Saved entries

//! Google Gemini service for text generation.
//!
//! Thin non-streaming client around the Generative Language REST API:
//! - POST {endpoint}/v1beta/models/{model}:generateContent
//!
//! The API key travels in the `x-goog-api-key` header so it never shows up
//! in URLs or logs.
//!
//! Constructor validation:
//! - `cfg.provider` must be `LlmProvider::Gemini`
//! - `cfg.api_key` must be present
//! - `cfg.endpoint` must start with http:// or https://

use std::time::{Duration, Instant};

use async_trait::async_trait;
use reqwest::header;
use serde::{Deserialize, Serialize};
use tracing::{debug, error, info, instrument};

use crate::{
    chat_model::ChatModel,
    config::{
        default_config::DEFAULT_TIMEOUT_SECS, llm_model_config::LlmModelConfig,
        llm_provider::LlmProvider,
    },
    error_handler::{
        AiLlmError, HttpError, ProviderError, ProviderErrorKind, is_http_endpoint, make_snippet,
    },
};

/// Thin client for Gemini `generateContent`.
#[derive(Debug)]
pub struct GeminiService {
    client: reqwest::Client,
    cfg: LlmModelConfig,
    url_generate: String,
}

impl GeminiService {
    /// Creates a new [`GeminiService`] from the given config.
    ///
    /// # Errors
    /// - [`AiLlmError::Provider`] with `InvalidProvider`, `MissingApiKey` or `InvalidEndpoint`
    /// - [`AiLlmError::HttpTransport`] if the HTTP client cannot be built
    pub fn new(cfg: LlmModelConfig) -> Result<Self, AiLlmError> {
        if cfg.provider != LlmProvider::Gemini {
            return Err(
                ProviderError::new(LlmProvider::Gemini, ProviderErrorKind::InvalidProvider).into(),
            );
        }

        let api_key = cfg.api_key.clone().ok_or_else(|| {
            ProviderError::new(LlmProvider::Gemini, ProviderErrorKind::MissingApiKey)
        })?;

        if !is_http_endpoint(&cfg.endpoint) {
            return Err(ProviderError::new(
                LlmProvider::Gemini,
                ProviderErrorKind::InvalidEndpoint(cfg.endpoint.clone()),
            )
            .into());
        }

        let timeout = Duration::from_secs(cfg.timeout_secs.unwrap_or(DEFAULT_TIMEOUT_SECS));

        let mut key_header = header::HeaderValue::from_str(&api_key).map_err(|e| {
            ProviderError::new(
                LlmProvider::Gemini,
                ProviderErrorKind::Decode(format!("invalid API key header: {e}")),
            )
        })?;
        key_header.set_sensitive(true);

        let mut headers = header::HeaderMap::new();
        headers.insert("x-goog-api-key", key_header);
        headers.insert(
            header::CONTENT_TYPE,
            header::HeaderValue::from_static("application/json"),
        );

        let client = reqwest::Client::builder()
            .timeout(timeout)
            .default_headers(headers)
            .build()?;

        let base = cfg.endpoint.trim().trim_end_matches('/');
        let url_generate = format!("{base}/v1beta/models/{}:generateContent", cfg.model);

        info!(
            provider = %cfg.provider,
            model = %cfg.model,
            endpoint = %cfg.endpoint,
            timeout_secs = timeout.as_secs(),
            "GeminiService initialized"
        );

        Ok(Self {
            client,
            cfg,
            url_generate,
        })
    }

    /// Performs a non-streaming `generateContent` call and returns the text
    /// of the first candidate.
    ///
    /// # Errors
    /// - [`AiLlmError::Provider`] with `HttpStatus` for non-2xx responses
    /// - [`AiLlmError::HttpTransport`] for client/network failures
    /// - [`AiLlmError::Provider`] with `Decode` if the JSON cannot be parsed
    /// - [`AiLlmError::Provider`] with `EmptyChoices` if no candidate has text
    #[instrument(skip_all, fields(model = %self.cfg.model))]
    pub async fn generate(&self, prompt: &str, system: Option<&str>) -> Result<String, AiLlmError> {
        let started = Instant::now();
        let body = GenerateContentRequest::from_cfg(&self.cfg, prompt, system);

        debug!(
            prompt_len = prompt.len(),
            has_system = system.is_some(),
            "POST {}", self.url_generate
        );

        let resp = self.client.post(&self.url_generate).json(&body).send().await?;

        if !resp.status().is_success() {
            let status = resp.status();
            let url = self.url_generate.clone();
            let text = resp.text().await.unwrap_or_default();
            let snippet = make_snippet(&text);

            error!(
                %status,
                %url,
                %snippet,
                latency_ms = started.elapsed().as_millis(),
                "Gemini generateContent returned non-success status"
            );

            return Err(ProviderError::new(
                LlmProvider::Gemini,
                ProviderErrorKind::HttpStatus(HttpError {
                    status,
                    url,
                    snippet,
                }),
            )
            .into());
        }

        let out: GenerateContentResponse = resp.json().await.map_err(|e| {
            error!(
                error = %e,
                latency_ms = started.elapsed().as_millis(),
                "failed to decode generateContent response"
            );
            ProviderError::new(
                LlmProvider::Gemini,
                ProviderErrorKind::Decode(format!(
                    "serde error: {e}; expected `candidates[0].content.parts[0].text`"
                )),
            )
        })?;

        let text = out
            .first_text()
            .ok_or_else(|| ProviderError::new(LlmProvider::Gemini, ProviderErrorKind::EmptyChoices))?;

        info!(
            latency_ms = started.elapsed().as_millis(),
            reply_len = text.len(),
            "generateContent completed"
        );

        Ok(text)
    }
}

#[async_trait]
impl ChatModel for GeminiService {
    fn provider(&self) -> LlmProvider {
        LlmProvider::Gemini
    }

    fn model(&self) -> &str {
        &self.cfg.model
    }

    async fn generate(&self, prompt: &str, system: Option<&str>) -> Result<String, AiLlmError> {
        GeminiService::generate(self, prompt, system).await
    }
}

/* ===========================================================================
HTTP payloads
======================================================================== */

#[derive(Debug, Serialize)]
#[serde(rename_all = "camelCase")]
struct GenerateContentRequest<'a> {
    contents: Vec<Content<'a>>,
    #[serde(skip_serializing_if = "Option::is_none")]
    system_instruction: Option<Content<'a>>,
    generation_config: GenerationConfig,
}

impl<'a> GenerateContentRequest<'a> {
    fn from_cfg(cfg: &'a LlmModelConfig, prompt: &'a str, system: Option<&'a str>) -> Self {
        Self {
            contents: vec![Content {
                role: Some("user"),
                parts: vec![Part { text: prompt }],
            }],
            system_instruction: system.map(|text| Content {
                role: None,
                parts: vec![Part { text }],
            }),
            generation_config: GenerationConfig {
                temperature: cfg.temperature,
                max_output_tokens: cfg.max_tokens,
                response_mime_type: cfg.json_response.then_some("application/json"),
            },
        }
    }
}

#[derive(Debug, Serialize)]
struct Content<'a> {
    #[serde(skip_serializing_if = "Option::is_none")]
    role: Option<&'a str>,
    parts: Vec<Part<'a>>,
}

#[derive(Debug, Serialize)]
struct Part<'a> {
    text: &'a str,
}

#[derive(Debug, Serialize)]
#[serde(rename_all = "camelCase")]
struct GenerationConfig {
    #[serde(skip_serializing_if = "Option::is_none")]
    temperature: Option<f32>,
    #[serde(skip_serializing_if = "Option::is_none")]
    max_output_tokens: Option<u32>,
    #[serde(skip_serializing_if = "Option::is_none")]
    response_mime_type: Option<&'static str>,
}

#[derive(Debug, Deserialize)]
struct GenerateContentResponse {
    #[serde(default)]
    candidates: Vec<Candidate>,
}

impl GenerateContentResponse {
    /// Joined text parts of the first candidate that has any.
    fn first_text(self) -> Option<String> {
        self.candidates.into_iter().find_map(|c| {
            let text: String = c
                .content?
                .parts
                .into_iter()
                .filter_map(|p| p.text)
                .collect();
            (!text.trim().is_empty()).then_some(text)
        })
    }
}

#[derive(Debug, Deserialize)]
struct Candidate {
    content: Option<CandidateContent>,
}

#[derive(Debug, Deserialize)]
struct CandidateContent {
    #[serde(default)]
    parts: Vec<CandidatePart>,
}

#[derive(Debug, Deserialize)]
struct CandidatePart {
    text: Option<String>,
}

#[cfg(test)]
mod tests {
    use super::*;
    use serde_json::json;

    fn cfg() -> LlmModelConfig {
        LlmModelConfig {
            provider: LlmProvider::Gemini,
            model: "gemini-2.0-flash-exp".into(),
            endpoint: "https://generativelanguage.googleapis.com/".into(),
            api_key: Some("g-key".into()),
            max_tokens: Some(500),
            temperature: Some(0.3),
            json_response: true,
            timeout_secs: Some(15),
        }
    }

    #[test]
    fn request_carries_generation_config() {
        let c = cfg();
        let body = GenerateContentRequest::from_cfg(&c, "triage this", Some("be terse"));
        let v = serde_json::to_value(&body).unwrap();
        assert_eq!(
            v,
            json!({
                "contents": [{ "role": "user", "parts": [{ "text": "triage this" }] }],
                "systemInstruction": { "parts": [{ "text": "be terse" }] },
                "generationConfig": {
                    "temperature": 0.3_f32,
                    "maxOutputTokens": 500,
                    "responseMimeType": "application/json"
                }
            })
        );
    }

    #[test]
    fn request_omits_absent_options() {
        let mut c = cfg();
        c.json_response = false;
        c.temperature = None;
        let v = serde_json::to_value(GenerateContentRequest::from_cfg(&c, "p", None)).unwrap();
        assert!(v.get("systemInstruction").is_none());
        assert_eq!(v["generationConfig"], json!({ "maxOutputTokens": 500 }));
    }

    #[test]
    fn first_text_reads_first_candidate_with_text() {
        let resp: GenerateContentResponse = serde_json::from_value(json!({
            "candidates": [
                { "content": { "parts": [] } },
                { "content": { "parts": [{ "text": "{\"score\":" }, { "text": " 80}" }] } }
            ]
        }))
        .unwrap();
        assert_eq!(resp.first_text().as_deref(), Some("{\"score\": 80}"));

        let empty: GenerateContentResponse = serde_json::from_value(json!({})).unwrap();
        assert!(empty.first_text().is_none());
    }

    #[test]
    fn constructor_validates_config() {
        let svc = GeminiService::new(cfg()).unwrap();
        assert_eq!(
            svc.url_generate,
            "https://generativelanguage.googleapis.com/v1beta/models/gemini-2.0-flash-exp:generateContent"
        );

        let mut no_key = cfg();
        no_key.api_key = None;
        assert!(matches!(
            GeminiService::new(no_key),
            Err(AiLlmError::Provider(ProviderError { kind: ProviderErrorKind::MissingApiKey, .. }))
        ));

        let mut wrong = cfg();
        wrong.provider = LlmProvider::OpenAI;
        assert!(GeminiService::new(wrong).is_err());
    }
}
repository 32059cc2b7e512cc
pub mod gemini_service;
pub mod open_ai_service;
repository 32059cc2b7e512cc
mod telemetry;

use tracing::{info, warn};
use tracing_subscriber::{layer::SubscriberExt, util::SubscriberInitExt};

#[tokio::main]
async fn main() -> Result<(), api::error_handler::AppError> {
    // A missing .env is fine; real deployments set the environment directly.
    let dotenv = dotenvy::dotenv();

    tracing_subscriber::registry()
        .with(telemetry::env_filter())
        .with(telemetry::layer())
        .init();

    match dotenv {
        Ok(path) => info!(path = %path.display(), "loaded .env"),
        Err(e) if e.not_found() => {}
        Err(e) => warn!(error = %e, "ignoring unreadable .env"),
    }

    api::start().await
}
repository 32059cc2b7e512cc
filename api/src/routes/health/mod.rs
pub mod health_route;
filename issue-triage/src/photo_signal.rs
//! Optional photo analysis signal.
//!
//! Only the first photo is sent. The result is advisory and is never mixed
//! into the priority score.

use std::sync::Arc;
use std::time::Duration;

use ai_llm_service::ChatModel;
use serde::{Deserialize, Serialize};
use tracing::{debug, warn};

use crate::model::PriorityLevel;
use crate::prompt::PHOTO_PROMPT;
use crate::verdict::{parse_json_reply, priority_name};

/// What the vision model saw in a photo.
#[derive(Debug, Clone, PartialEq, Serialize, Deserialize)]
#[serde(rename_all = "camelCase")]
pub struct PhotoAnalysis {
    #[serde(deserialize_with = "priority_name")]
    pub severity: PriorityLevel,
    pub description: String,
    #[serde(default)]
    pub detected_hazards: Vec<String>,
}

#[derive(Clone)]
pub struct PhotoAnalyzer {
    vision: Option<Arc<dyn ChatModel>>,
    timeout: Duration,
}

impl PhotoAnalyzer {
    pub fn new(vision: Option<Arc<dyn ChatModel>>, timeout: Duration) -> Self {
        Self { vision, timeout }
    }

    pub fn is_configured(&self) -> bool {
        self.vision.is_some()
    }

    /// Analyzes `photo_refs[0]`. `None` when there are no photos, no vision
    /// model, or the call or its reply fails in any way.
    pub async fn analyze(&self, photo_refs: &[String]) -> Option<PhotoAnalysis> {
        let first = photo_refs.first()?;
        let vision = self.vision.as_ref()?;

        debug!(model = %vision.model(), photos = photo_refs.len(), "analyzing first photo");

        let reply = match tokio::time::timeout(
            self.timeout,
            vision.describe_image(PHOTO_PROMPT, first),
        )
        .await
        {
            Ok(Ok(text)) => text,
            Ok(Err(e)) => {
                warn!(error = %e, "photo analysis failed");
                return None;
            }
            Err(_) => {
                warn!(timeout = ?self.timeout, "photo analysis timed out");
                return None;
            }
        };

        parse_json_reply::<PhotoAnalysis>(&reply)
            .inspect_err(|e| warn!(error = %e, "photo analysis reply unusable"))
            .ok()
    }
}

impl std::fmt::Debug for PhotoAnalyzer {
    fn fmt(&self, f: &mut std::fmt::Formatter<'_>) -> std::fmt::Result {
        f.debug_struct("PhotoAnalyzer")
            .field("vision", &self.vision.as_ref().map(|m| m.model().to_string()))
            .field("timeout", &self.timeout)
            .finish()
    }
}
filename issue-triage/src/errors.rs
//! Error types for the triage engine.
//!
//! Only [`TriageError::InvalidInput`] ever reaches the caller of
//! [`crate::TriageEngine::evaluate`]. Provider and store failures are modelled
//! here too, but they are absorbed by the orchestrator and turned into the
//! rule-based fallback (AI) or a zero duplicate count (store).

use std::time::Duration;

use thiserror::Error;

/// Result alias for caller-facing triage operations.
pub type TriageResult<T> = Result<T, TriageError>;

/// Caller-facing error. Once the report is well-formed, triage never fails.
#[derive(Debug, Error)]
pub enum TriageError {
    /// The report was rejected before any scoring attempt.
    #[error("[Issue Triage] invalid input: {0}")]
    InvalidInput(#[from] InvalidInput),
}

/// Why a report was rejected.
#[derive(Debug, Clone, PartialEq, Error)]
pub enum InvalidInput {
    /// A required text field is empty or whitespace.
    #[error("missing required field `{0}`")]
    MissingField(&'static str),

    /// Coordinates are not finite or outside WGS-84 bounds.
    #[error("location out of range: lon={lon}, lat={lat}")]
    InvalidLocation { lon: f64, lat: f64 },
}

/// Failure reported by a [`crate::SimilarIssueFinder`] implementation.
#[derive(Debug, Error)]
pub enum FinderError {
    /// The underlying store failed (connection, query, decoding).
    #[error("[Issue Triage] similar-issue store error: {0}")]
    Backend(String),

    /// The query did not complete within the configured budget.
    #[error("[Issue Triage] similar-issue query timed out after {0:?}")]
    Timeout(Duration),
}

/// Reasons the AI path produced no assessment.
///
/// Every variant leads to the same outcome (rule-based fallback); the
/// distinction only matters for logs.
#[derive(Debug, Error)]
pub enum AiUnavailable {
    /// No provider credential is configured; no request was made.
    #[error("no AI provider configured")]
    NotConfigured,

    /// Transport failure or non-success status from the provider.
    #[error("provider call failed: {0}")]
    Provider(String),

    /// The provider call exceeded the outer timeout.
    #[error("provider call timed out after {0:?}")]
    Timeout(Duration),

    /// The response held no usable verdict.
    #[error("malformed verdict: {0}")]
    Malformed(#[from] VerdictError),
}

/// Problems found while reading a model verdict out of free text.
#[derive(Debug, Error)]
pub enum VerdictError {
    /// No `{...}` block in the text parsed as a JSON object.
    #[error("no JSON object found in response")]
    NoJsonObject,

    /// A JSON object was found but does not match the verdict schema.
    #[error("schema mismatch: {0}")]
    Schema(String),
}
//! In-process store for tests and deployments without Qdrant.
//!
//! Records older than the retention span are dropped on every insert, so the
//! store holds at most one lookup window of issues.

use std::time::Duration;

use chrono::{DateTime, Utc};
use issue_triage::{DEFAULT_SINCE, GeoPoint, SimilarIssueQuery, SimilarIssues};
use tokio::sync::RwLock;
use tracing::debug;

use crate::errors::StoreError;
use crate::filters::{cutoff, window_start};
use crate::record::IssueRecord;

/// Mean Earth radius (IUGG), meters.
const EARTH_RADIUS_M: f64 = 6_371_008.8;

/// Great-circle distance in meters.
pub fn haversine_meters(a: GeoPoint, b: GeoPoint) -> f64 {
    let (lat1, lat2) = (a.lat.to_radians(), b.lat.to_radians());
    let dlat = lat2 - lat1;
    let dlon = (b.lon - a.lon).to_radians();
    let h = (dlat / 2.0).sin().powi(2) + lat1.cos() * lat2.cos() * (dlon / 2.0).sin().powi(2);
    2.0 * EARTH_RADIUS_M * h.sqrt().min(1.0).asin()
}

#[derive(Debug)]
pub struct InMemoryIssueStore {
    records: RwLock<Vec<IssueRecord>>,
    retention: Duration,
}

impl Default for InMemoryIssueStore {
    fn default() -> Self {
        Self::with_retention(DEFAULT_SINCE)
    }
}

impl InMemoryIssueStore {
    pub fn new() -> Self {
        Self::default()
    }

    /// Keeps records for `retention`; should cover the similar-issue window.
    pub fn with_retention(retention: Duration) -> Self {
        Self {
            records: RwLock::new(Vec::new()),
            retention,
        }
    }

    /// Inserts or replaces (by id), then drops expired records.
    pub async fn record(&self, record: IssueRecord) -> Result<(), StoreError> {
        self.record_at(record, Utc::now()).await
    }

    pub async fn record_at(&self, record: IssueRecord, now: DateTime<Utc>) -> Result<(), StoreError> {
        record.validate()?;
        let oldest = cutoff(self.retention, now);
        let mut w = self.records.write().await;
        match w.iter_mut().find(|r| r.id == record.id) {
            Some(slot) => *slot = record,
            None => w.push(record),
        }
        let before = w.len();
        w.retain(|r| r.created_at >= oldest);
        if w.len() < before {
            debug!(dropped = before - w.len(), kept = w.len(), "pruned expired issues");
        }
        Ok(())
    }

    pub async fn len(&self) -> usize {
        self.records.read().await.len()
    }

    pub async fn is_empty(&self) -> bool {
        self.records.read().await.is_empty()
    }

    /// Matching issues, nearest first, capped at `query.limit`.
    pub async fn find_similar_at(&self, query: &SimilarIssueQuery, now: DateTime<Utc>) -> SimilarIssues {
        let since = window_start(query, now);
        let r = self.records.read().await;

        let mut hits: Vec<(f64, &IssueRecord)> = r
            .iter()
            .filter(|rec| rec.category == query.category && rec.created_at >= since)
            .map(|rec| (haversine_meters(query.point, rec.point()), rec))
            .filter(|(d, _)| *d <= query.max_distance_meters)
            .collect();
        hits.sort_by(|a, b| a.0.total_cmp(&b.0));
        hits.truncate(query.limit as usize);

        debug!(category = %query.category, hits = hits.len(), "in-memory similar lookup");
        SimilarIssues::from_ids(hits.into_iter().map(|(_, rec)| rec.id.clone()).collect())
    }
}

#[cfg(test)]
mod tests {
    use super::*;
    use chrono::Duration;

    const BANGALORE: GeoPoint = GeoPoint::new(77.5946, 12.9716);

    fn rec(id: &str, category: &str, lon: f64, lat: f64, age_days: i64) -> IssueRecord {
        IssueRecord::new(
            id,
            category,
            "t",
            GeoPoint::new(lon, lat),
            Utc::now() - Duration::days(age_days),
        )
    }

    #[test]
    fn haversine_known_distances() {
        assert_eq!(haversine_meters(BANGALORE, BANGALORE), 0.0);
        // One degree of latitude is ~111.2 km.
        let d = haversine_meters(GeoPoint::new(0.0, 0.0), GeoPoint::new(0.0, 1.0));
        assert!((d - 111_195.0).abs() < 100.0, "{d}");
    }

    #[tokio::test]
    async fn filters_by_category_radius_and_age() {
        let store = InMemoryIssueStore::new();
        store.record(rec("near", "Roads", 77.5950, 12.9720, 1)).await.unwrap();
        store.record(rec("nearer", "Roads", 77.5946, 12.9717, 2)).await.unwrap();
        store.record(rec("far", "Roads", 77.70, 13.10, 1)).await.unwrap();
        store.record(rec("old", "Roads", 77.5946, 12.9716, 45)).await.unwrap();
        store.record(rec("other", "Education", 77.5946, 12.9716, 1)).await.unwrap();

        let q = SimilarIssueQuery::new("Roads", BANGALORE);
        let found = store.find_similar_at(&q, Utc::now()).await;
        assert_eq!(found.count, 2);
        assert_eq!(found.issue_ids, vec!["nearer".to_string(), "near".to_string()]);
    }

    #[tokio::test]
    async fn limit_caps_results() {
        let store = InMemoryIssueStore::new();
        for i in 0..15 {
            store
                .record(rec(&format!("i{i}"), "Roads", 77.5946, 12.9716, 0))
                .await
                .unwrap();
        }
        let q = SimilarIssueQuery::new("Roads", BANGALORE);
        assert_eq!(store.find_similar_at(&q, Utc::now()).await.count, 10);
    }

    #[tokio::test]
    async fn record_replaces_by_id_and_validates() {
        let store = InMemoryIssueStore::new();
        store.record(rec("a", "Roads", 0.0, 0.0, 0)).await.unwrap();
        store.record(rec("a", "Roads", 1.0, 1.0, 0)).await.unwrap();
        assert_eq!(store.len().await, 1);
        assert!(store.record(rec("b", "Roads", 0.0, 95.0, 0)).await.is_err());
    }

    #[tokio::test]
    async fn inserts_prune_records_past_retention() {
        let store = InMemoryIssueStore::with_retention(std::time::Duration::from_secs(7 * 86_400));
        store.record(rec("stale", "Roads", 0.0, 0.0, 10)).await.unwrap();
        store.record(rec("recent", "Roads", 0.0, 0.0, 3)).await.unwrap();
        assert_eq!(store.len().await, 1);

        // Ten days on, the recent one has expired too.
        let later = Utc::now() + Duration::days(10);
        store
            .record_at(rec("fresh", "Roads", 0.0, 0.0, -10), later)
            .await
            .unwrap();
        let q = SimilarIssueQuery::new("Roads", GeoPoint::new(0.0, 0.0));
        let found = store.find_similar_at(&q, later).await;
        assert_eq!(found.issue_ids, vec!["fresh".to_string()]);
        assert_eq!(store.len().await, 1);
    }
}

WORK REQUEST
Show me every line of the entries above that holds "BANGALORE".

PROBLEM SOLUTION
    const BANGALORE: GeoPoint = GeoPoint::new(77.5946, 12.9716);
        assert_eq!(haversine_meters(BANGALORE, BANGALORE), 0.0);
        let q = SimilarIssueQuery::new("Roads", BANGALORE);
        let q = SimilarIssueQuery::new("Roads", BANGALORE);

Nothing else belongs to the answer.